**THE PROBLEM:** Search the data below for the string "Serialize" and copy all lines where it shows up.

**RAW DATA:**
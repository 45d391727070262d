//! Envers boot property names and the settings forwarded under them.

use rcc_config::{ConfigResult, ConfigSource, ConfigSourceExt};
use serde::Serialize;

pub const STORE_DATA_AT_DELETE: &str = "org.hibernate.envers.store_data_at_delete";
pub const AUDIT_TABLE_SUFFIX: &str = "org.hibernate.envers.audit_table_suffix";
pub const AUDIT_TABLE_PREFIX: &str = "org.hibernate.envers.audit_table_prefix";
pub const REVISION_FIELD_NAME: &str = "org.hibernate.envers.revision_field_name";
pub const REVISION_TYPE_FIELD_NAME: &str = "org.hibernate.envers.revision_type_field_name";

/// Configuration root the settings are read from.
pub const DEFAULT_PREFIX: &str = "quarkus.hibernate-envers.";

/// Audit settings as seen by the application.
#[derive(Debug, Clone, PartialEq, Eq, Serialize)]
#[serde(rename_all = "kebab-case")]
pub struct EnversConfig {
    /// Keep entity data in the revision written on delete.
    pub store_data_at_delete: bool,
    pub audit_table_suffix: Option<String>,
    pub audit_table_prefix: Option<String>,
    pub revision_field_name: Option<String>,
    pub revision_type_field_name: Option<String>,
}

impl Default for EnversConfig {
    fn default() -> Self {
        Self {
            store_data_at_delete: false,
            audit_table_suffix: Some("_AUD".to_string()),
            audit_table_prefix: None,
            revision_field_name: Some("REV".to_string()),
            revision_type_field_name: Some("REVTYPE".to_string()),
        }
    }
}

impl EnversConfig {
    /// Read settings under [`DEFAULT_PREFIX`], keeping defaults for absent keys.
    pub fn load<S: ConfigSource + ?Sized>(source: &S) -> ConfigResult<Self> {
        Self::load_with_prefix(source, DEFAULT_PREFIX)
    }

    pub fn load_with_prefix<S: ConfigSource + ?Sized>(source: &S, prefix: &str) -> ConfigResult<Self> {
        let key = |name: &str| format!("{}{}", prefix, name);
        let defaults = Self::default();

        let config = Self {
            store_data_at_delete: source
                .get_optional_value(&key("store-data-at-delete"))?
                .unwrap_or(defaults.store_data_at_delete),
            audit_table_suffix: source
                .get_optional_value(&key("audit-table-suffix"))?
                .or(defaults.audit_table_suffix),
            audit_table_prefix: source
                .get_optional_value(&key("audit-table-prefix"))?
                .or(defaults.audit_table_prefix),
            revision_field_name: source
                .get_optional_value(&key("revision-field-name"))?
                .or(defaults.revision_field_name),
            revision_type_field_name: source
                .get_optional_value(&key("revision-type-field-name"))?
                .or(defaults.revision_type_field_name),
        };
        tracing::debug!(prefix, ?config, "loaded envers settings");
        Ok(config)
    }
}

**SOLUTION FOR THIS TASK:**
use serde::Serialize;
#[derive(Debug, Clone, PartialEq, Eq, Serialize)]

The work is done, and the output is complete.